The synthesis begins by melting and heating pure sulfur (S₈) to temperatures higher than 159°C. The S₈ rings open and bond to one another to make polymeric sulfur. Pure polymeric sulfur is not stable at ambient temperature, so when the liquid cools, the polymer chains may break apart and revert to elemental sulfur. To make this process irreversible and maintain these high-molecular-weight sulfur polymer chains, we directly reacted the molten sulfur with 1,3-diisopropylbenzene (DIB), a divinylic monomer. By using DIB as the comonomer and controlling the ratio of DIB to sulfur, we were able to obtain different compositions for this copolymer. We made polymers with sulfur concentrations as high as 85%.

The polymers' optical properties,⁵ such as refractive index and transmission spectrum, depend on the ratio of DIB to sulfur.

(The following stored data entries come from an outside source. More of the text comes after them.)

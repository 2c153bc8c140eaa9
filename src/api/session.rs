//! Session facade tying the anchoring components together

use crate::algorithms::{gps_to_local_offset, local_offset_to_gps, DriftCorrector, DriftReport, SurfaceGroundingEngine};
use crate::api::diagnostics::Diagnostics;
use crate::api::types::{Collaborators, SessionEndReport, SessionStartReport};
use crate::core::{current_timestamp_ms, Anchor, GeoPoint, GroundSource, LocalTransform, ObjectClass, OriginBinding, SyncBundle, WorldSnapshot};
use crate::persistence::{AnchorStore, CaptureTicket, WorldSnapshotService};
use crate::platform::{TrackingSession, Transport};
use crate::sync::{AnchorSyncCoordinator, ImportReport, SyncContext};
use crate::utils::AnchoringConfig;
use crate::validation::{SessionError, SessionResult, SnapshotResult, SyncResult};
use std::sync::Arc;
use std::time::Instant;
use tracing::{debug, info, warn};

/// One AR session on one device
pub struct AnchoringSession {
    config: AnchoringConfig,
    device_id: String,
    session_id: String,
    tracking: Arc<dyn TrackingSession>,
    grounding: SurfaceGroundingEngine,
    store: AnchorStore,
    snapshots: WorldSnapshotService,
    drift: DriftCorrector,
    sync: AnchorSyncCoordinator,
    origin: Option<OriginBinding>,
    pending_capture: Option<CaptureTicket>,
}

impl AnchoringSession {
    /// Build a session; the configuration is validated first
    pub fn new(config: AnchoringConfig, device_id: impl Into<String>, collaborators: Collaborators) -> SessionResult<Self> {
        if let Some(error) = config.validate().into_iter().next() {
            return Err(error.into());
        }

        let device_id = device_id.into();
        let session_id = format!("{}-{}", device_id, current_timestamp_ms());

        Ok(Self {
            grounding: SurfaceGroundingEngine::new(collaborators.surface_query, config.grounding.clone()),
            store: AnchorStore::new(collaborators.anchor_storage, config.store.clone()),
            snapshots: WorldSnapshotService::new(
                Arc::clone(&collaborators.tracking),
                collaborators.snapshot_storage,
                config.snapshot.clone(),
            ),
            drift: DriftCorrector::new(config.drift.clone()),
            sync: AnchorSyncCoordinator::new(device_id.clone(), config.sync.clone()),
            tracking: collaborators.tracking,
            origin: None,
            pending_capture: None,
            config,
            device_id,
            session_id,
        })
    }

    pub fn device_id(&self) -> &str {
        &self.device_id
    }

    pub fn session_id(&self) -> &str {
        &self.session_id
    }

    pub fn config(&self) -> &AnchoringConfig {
        &self.config
    }

    pub fn origin(&self) -> Option<&OriginBinding> {
        self.origin.as_ref()
    }

    pub fn store(&self) -> &AnchorStore {
        &self.store
    }

    pub fn snapshots(&self) -> &WorldSnapshotService {
        &self.snapshots
    }

    pub fn sync(&self) -> &AnchorSyncCoordinator {
        &self.sync
    }

    pub fn grounding(&self) -> &SurfaceGroundingEngine {
        &self.grounding
    }

    /// Offer a GPS fix as the session origin
    ///
    /// The first fix within the accuracy limit becomes the origin for the
    /// rest of the session; later fixes are ignored. Binding runs drift
    /// correction so loaded and provisional anchors move into this frame.
    pub fn bind_origin(&mut self, gps: GeoPoint, accuracy_m: f64, now_ms: u64) -> Option<DriftReport> {
        if self.origin.is_some() {
            return None;
        }
        if !gps.is_valid() || !accuracy_m.is_finite() || accuracy_m > self.config.session.max_origin_fix_accuracy_m {
            debug!(accuracy_m, limit = self.config.session.max_origin_fix_accuracy_m, "GPS fix not usable as origin");
            return None;
        }

        let binding = OriginBinding::new(gps, self.session_id.clone(), now_ms);
        info!(
            latitude = gps.latitude,
            longitude = gps.longitude,
            accuracy_m,
            session = %self.session_id,
            "session origin bound"
        );
        let report = self.drift.check_and_correct(&mut self.store, &binding, now_ms);
        self.origin = Some(binding);
        Some(report)
    }

    /// Place an object at a GPS coordinate, resting on the nearest surface
    pub fn place_object(&mut self, object_id: &str, gps: GeoPoint, class: ObjectClass) -> SessionResult<Anchor> {
        self.place_object_at(object_id, gps, class, current_timestamp_ms(), Instant::now())
    }

    /// [`place_object`] with explicit wall-clock and monotonic time
    ///
    /// Without a bound origin the object is placed provisionally at the
    /// observer's position, under a binding derived from the target
    /// coordinate; binding the origin later moves it to the target.
    ///
    /// [`place_object`]: AnchoringSession::place_object
    pub fn place_object_at(
        &mut self,
        object_id: &str,
        gps: GeoPoint,
        class: ObjectClass,
        now_ms: u64,
        now: Instant,
    ) -> SessionResult<Anchor> {
        let observer = self.tracking.current_observer_pose().position;
        let observer_y = if observer.y.is_finite() { observer.y } else { 0.0 };
        let offset = self.config.grounding.fallback_offset(class);

        let (x, z, binding, mut quality) = match &self.origin {
            Some(origin) => {
                let (dx, dz) = gps_to_local_offset(&gps, origin);
                (dx, dz, origin.clone(), self.placement_quality())
            }
            None => {
                let (ox, oz) = if observer.x.is_finite() && observer.z.is_finite() {
                    (observer.x, observer.z)
                } else {
                    (0.0, 0.0)
                };
                // Local (ox, oz) maps to the target coordinate under this binding
                let target = OriginBinding::new(gps, self.session_id.clone(), now_ms);
                let origin_gps = local_offset_to_gps(-ox, -oz, &target);
                let binding = OriginBinding::provisional(origin_gps, format!("{}-provisional", self.session_id), now_ms);
                let quality = self.placement_quality() * self.config.session.provisional_quality_factor;
                info!(object_id, "no origin yet, placing provisionally at the observer");
                (ox, oz, binding, quality)
            }
        };

        let ground = self.grounding.resolve_detailed(x, z, observer_y, offset, now);
        if ground.source == GroundSource::Fallback {
            quality *= self.config.session.fallback_quality_factor;
        }

        let transform = LocalTransform::from_position(x, ground.y, z);
        let anchor = Anchor::new(object_id, transform, binding, quality, self.device_id.clone(), now_ms)
            .in_area(self.config.session.area_key.clone());
        let outcome = self.store.put(anchor.clone())?;
        debug!(object_id, ?outcome, x, y = ground.y, z, quality, "object placed");

        Ok(self.store.get(object_id).cloned().unwrap_or(anchor))
    }

    /// Base placement quality from the live map, in [0.5, 1.0]
    fn placement_quality(&self) -> f64 {
        0.5 + 0.5 * self.snapshots.current_quality()
    }

    pub fn remove_object(&mut self, object_id: &str) -> SessionResult<Anchor> {
        self.store.remove(object_id).ok_or_else(|| SessionError::UnknownObject {
            object_id: object_id.to_string(),
        })
    }

    /// Restore the area's snapshot and relocalize, then load anchors and correct drift
    ///
    /// Never fails: each step that cannot complete is recorded in the
    /// report and the session continues as a fresh one.
    pub fn on_session_start(&mut self) -> SessionStartReport {
        let mut report = SessionStartReport::default();
        let area = self.config.session.area_key.clone();

        match self.snapshots.restore(&area) {
            Ok(Some(snapshot)) => {
                report.snapshot_restored = true;
                report.relocalization = Some(self.snapshots.apply_to_session(&snapshot));
            }
            Ok(None) => {}
            Err(e) => warn!(area = %area, error = %e, "world snapshot could not be restored"),
        }

        match self.store.load_all() {
            Ok(count) => report.anchors_loaded = count,
            Err(e) => {
                warn!(error = %e, "anchor table could not be loaded, starting empty");
                report.load_error = Some(e.to_string());
            }
        }

        if let Some(origin) = &self.origin {
            report.drift = Some(self.drift.check_and_correct(&mut self.store, origin, current_timestamp_ms()));
        }

        info!(
            snapshot_restored = report.snapshot_restored,
            relocalized = report.relocalized(),
            anchors = report.anchors_loaded,
            "session started"
        );
        report
    }

    /// Persist anchors and capture a snapshot if the map is good enough
    ///
    /// The capture is bounded by `snapshot.capture_timeout_ms`; one that runs
    /// over is abandoned and reported in `capture_error`.
    pub fn on_session_end(&mut self) -> SessionResult<SessionEndReport> {
        self.on_session_end_at(current_timestamp_ms())
    }

    pub fn on_session_end_at(&mut self, now_ms: u64) -> SessionResult<SessionEndReport> {
        self.store.save_all(now_ms)?;
        let mut report = SessionEndReport {
            anchors_saved: self.store.len(),
            ..SessionEndReport::default()
        };

        let timeout = self.snapshots.config().capture_timeout();
        match self.snapshots.capture_within(&self.config.session.area_key, now_ms, timeout) {
            Ok(snapshot) => report.snapshot_quality = snapshot.map(|s| s.quality_score),
            Err(e) => {
                warn!(error = %e, "snapshot capture at session end failed");
                report.capture_error = Some(e.to_string());
            }
        }

        info!(anchors = report.anchors_saved, snapshot_quality = ?report.snapshot_quality, "session ended");
        Ok(report)
    }

    /// Start a snapshot capture off the calling thread; false if one is already running
    pub fn request_snapshot_capture(&mut self, now_ms: u64) -> bool {
        if self.pending_capture.is_some() {
            return false;
        }
        self.pending_capture = self
            .snapshots
            .request_background_capture(&self.config.session.area_key, now_ms);
        self.pending_capture.is_some()
    }

    /// Result of the background capture once it has finished
    pub fn poll_snapshot_capture(&mut self) -> Option<SnapshotResult<Option<WorldSnapshot>>> {
        let result = self.pending_capture.as_ref()?.try_result()?;
        self.pending_capture = None;
        Some(result)
    }

    pub fn export_bundle(&self, now_ms: u64) -> SyncBundle {
        self.sync
            .export_bundle(&self.store, &self.snapshots, &self.config.session.area_key, now_ms)
    }

    pub fn import_bundle(&mut self, peer_id: &str, bundle: SyncBundle, now_ms: u64) -> SyncResult<ImportReport> {
        let mut ctx = SyncContext {
            store: &mut self.store,
            snapshots: &self.snapshots,
            drift: &self.drift,
            current_origin: self.origin.as_ref(),
            now_ms,
        };
        self.sync.import_bundle(peer_id, bundle, &mut ctx)
    }

    pub fn attach_transport(&mut self, transport: Arc<dyn Transport>) {
        self.sync.attach_transport(transport);
    }

    /// Export this area and send it to a peer
    pub fn push_to_peer(&mut self, peer_id: &str, now_ms: u64) -> SyncResult<()> {
        let bundle = self.export_bundle(now_ms);
        self.sync.push_to_peer(peer_id, &bundle)
    }

    /// Apply everything received from peers since the last call
    pub fn process_inbox(&mut self, now_ms: u64) -> Vec<SyncResult<ImportReport>> {
        let mut ctx = SyncContext {
            store: &mut self.store,
            snapshots: &self.snapshots,
            drift: &self.drift,
            current_origin: self.origin.as_ref(),
            now_ms,
        };
        self.sync.process_inbox(&mut ctx)
    }

    pub fn reset_peer(&mut self, peer_id: &str) {
        self.sync.reset_peer(peer_id);
    }

    pub fn diagnostics(&self) -> Diagnostics {
        let area = &self.config.session.area_key;
        Diagnostics {
            device_id: self.device_id.clone(),
            session_id: self.session_id.clone(),
            origin_bound: self.origin.is_some(),
            anchor_count: self.store.len(),
            anchors_in_area: self.store.count_in_area(area),
            provisional_anchors: self
                .store
                .all()
                .iter()
                .filter(|anchor| anchor.origin_binding.provisional)
                .count(),
            mean_anchor_quality: self.store.mean_quality(),
            live_map_quality: self.snapshots.current_quality(),
            snapshot_qualities: self.snapshots.retained_qualities(),
            capture_in_flight: self.snapshots.capture_in_flight(),
            last_relocalization: self.snapshots.last_relocalization(),
            grounding: self.grounding.statistics(),
            peers: self.sync.peer_states(),
            pending_inbound: self.sync.pending_inbound(),
            dropped_inbound: self.sync.dropped_inbound(),
        }
    }
}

The materials all share an interesting and useful feature: they are transparent from the near-IR up to 5–6μm, except for a roughly 0.5μm-wide absorption peak around 3μm (see Figure 1). Therefore, this material could be used for some mid-IR optics and imaging applications. It retains the advantages of polymers, which can easily be molded into lenses or other optical elements.⁵ As Figure 2 shows, the sulfur copolymer window is transparent at mid-IR wavelengths, whereas the more conventional polymer used for vision correction in eyeglasses is opaque. Furthermore, the refractive indices of these polymers range from 1.78 to 1.85, which is much higher than the refractive index of standard optical polymers.⁶ Materials with higher refractive indices bend light more, which enables thinner lenses and thus lighter, smaller optical systems. Next, we will continue to study the mechanical and optical properties of the copolymer at different temperatures. Ideally, we want to partner with a company to test the materials in IR imaging or sensing devices.

Figure 1. Transmission spectrum for a freestanding 200μm-thick polymer made from 80% sulfur and 20% 1,3-diisopropylbenzene (DIB) shows unusually high transmission for a polymer in most of the mid-IR. The inset shows the molecular structure for the polymer.

Figure 2. A mid-IR thermograph of one author's face. Note that the eyeglasses are dark due to IR absorption in the conventional optical plastic. The round sulfur copolymer window, however, is transparent in the mid-IR.

New optical materials are desperately needed for IR optical technology. Moldable optics can be made at a lower cost, more easily, and with less concern about toxicity than current options. These polymers could replace semiconductor optics and chalcogenide glasses used in current IR systems, as well as opening the door to entirely new applications.